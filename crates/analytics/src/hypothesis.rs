use crate::distributions::{
    check_probability, standard_normal, students_t, two_sided_critical, two_sided_p,
};
use crate::error::AnalyticsError;
use crate::report::{GroupSummary, TestKind, TestResult};
use serde::{Deserialize, Serialize};
use statrs::statistics::Statistics;

/// Which two-sample t-test to run on continuous metrics.
#[derive(Debug, Clone, Copy, Default, PartialEq, Eq, Serialize, Deserialize)]
#[serde(rename_all = "snake_case")]
pub enum TTestKind {
    /// Pooled-variance Student's t-test.
    #[default]
    Student,
    Welch,
}

/// Pooled two-proportion z-test of `x_a / n_a` against `x_b / n_b`.
pub fn two_proportion_z_test(
    x_a: u64,
    n_a: u64,
    x_b: u64,
    n_b: u64,
    confidence_level: f64,
) -> Result<TestResult, AnalyticsError> {
    check_probability("confidence level", confidence_level)?;
    for (label, x, n) in [("A", x_a, n_a), ("B", x_b, n_b)] {
        if n == 0 {
            return Err(AnalyticsError::InvalidInput(format!(
                "group {label} has a sample size of zero"
            )));
        }
        if x > n {
            return Err(AnalyticsError::InvalidInput(format!(
                "group {label} has {x} successes but only {n} observations"
            )));
        }
    }

    let (na, nb) = (n_a as f64, n_b as f64);
    let p_a = x_a as f64 / na;
    let p_b = x_b as f64 / nb;
    let pooled = (x_a + x_b) as f64 / (na + nb);
    let se = (pooled * (1.0 - pooled) * (1.0 / na + 1.0 / nb)).sqrt();
    if se.is_nan() || se <= 0.0 {
        return Err(AnalyticsError::DegenerateVariance(format!(
            "pooled rate {pooled} leaves no variance to test against"
        )));
    }

    let z = (p_a - p_b) / se;
    let normal = standard_normal()?;
    let p_value = two_sided_p(&normal, z);

    // Unpooled Wald interval for the difference B - A.
    let difference = p_b - p_a;
    let se_diff = (p_a * (1.0 - p_a) / na + p_b * (1.0 - p_b) / nb).sqrt();
    let margin = two_sided_critical(&normal, confidence_level) * se_diff;

    tracing::debug!(z, p_value, pooled, "Two-proportion z-test");

    Ok(TestResult {
        kind: TestKind::TwoProportionZ,
        group_a: proportion_summary(x_a, n_a, p_a),
        group_b: proportion_summary(x_b, n_b, p_b),
        statistic: z,
        p_value,
        degrees_of_freedom: None,
        difference,
        confidence_interval: (difference - margin, difference + margin),
        confidence_level,
    })
}

fn proportion_summary(x: u64, n: u64, rate: f64) -> GroupSummary {
    GroupSummary {
        n,
        mean: rate,
        successes: Some(x),
        std_dev: (rate * (1.0 - rate)).sqrt(),
    }
}

/// Independent two-sample t-test over raw observations.
///
/// Each sample needs at least two observations. If both samples are constant the
/// statistic is undefined and `DegenerateVariance` is returned instead of NaN.
pub fn two_sample_t_test(
    a: &[f64],
    b: &[f64],
    kind: TTestKind,
    confidence_level: f64,
) -> Result<TestResult, AnalyticsError> {
    check_probability("confidence level", confidence_level)?;
    for (label, sample) in [("A", a), ("B", b)] {
        if sample.len() < 2 {
            return Err(AnalyticsError::InsufficientData {
                what: format!("variance of group {label}"),
                required: 2,
                actual: sample.len(),
            });
        }
        if let Some(bad) = sample.iter().find(|v| !v.is_finite()) {
            return Err(AnalyticsError::InvalidInput(format!(
                "group {label} contains a non-finite value ({bad})"
            )));
        }
    }
    if is_constant(a) && is_constant(b) {
        return Err(AnalyticsError::DegenerateVariance(
            "both samples have zero variance; the t statistic is undefined".to_string(),
        ));
    }

    let (na, nb) = (a.len() as f64, b.len() as f64);
    let (mean_a, mean_b) = (a.iter().mean(), b.iter().mean());
    let (var_a, var_b) = (sample_variance(a), sample_variance(b));

    let (se, df) = match kind {
        TTestKind::Student => {
            let df = na + nb - 2.0;
            let pooled = ((na - 1.0) * var_a + (nb - 1.0) * var_b) / df;
            ((pooled * (1.0 / na + 1.0 / nb)).sqrt(), df)
        }
        TTestKind::Welch => {
            let (qa, qb) = (var_a / na, var_b / nb);
            let se2 = qa + qb;
            let df = se2 * se2 / (qa * qa / (na - 1.0) + qb * qb / (nb - 1.0));
            (se2.sqrt(), df)
        }
    };
    if !se.is_finite() || se <= 0.0 || !df.is_finite() {
        return Err(AnalyticsError::DegenerateVariance(format!(
            "standard error {se} with {df} degrees of freedom"
        )));
    }

    let t = (mean_a - mean_b) / se;
    let dist = students_t(df)?;
    let p_value = two_sided_p(&dist, t);
    let difference = mean_b - mean_a;
    let margin = two_sided_critical(&dist, confidence_level) * se;

    tracing::debug!(t, df, p_value, ?kind, "Two-sample t-test");

    Ok(TestResult {
        kind: match kind {
            TTestKind::Student => TestKind::StudentT,
            TTestKind::Welch => TestKind::WelchT,
        },
        group_a: mean_summary(a.len(), mean_a, var_a),
        group_b: mean_summary(b.len(), mean_b, var_b),
        statistic: t,
        p_value,
        degrees_of_freedom: Some(df),
        difference,
        confidence_interval: (difference - margin, difference + margin),
        confidence_level,
    })
}

fn mean_summary(n: usize, mean: f64, variance: f64) -> GroupSummary {
    GroupSummary {
        n: n as u64,
        mean,
        successes: None,
        std_dev: variance.sqrt(),
    }
}

fn is_constant(sample: &[f64]) -> bool {
    sample.windows(2).all(|w| w[0] == w[1])
}

/// Unbiased sample variance; exactly zero for a constant sample.
fn sample_variance(sample: &[f64]) -> f64 {
    if is_constant(sample) {
        0.0
    } else {
        sample.iter().variance()
    }
}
################
§ **Exercise goal**: Figure out how many lines of the material include "Some", then reply with the count alone.

§ **Problem solution**: 3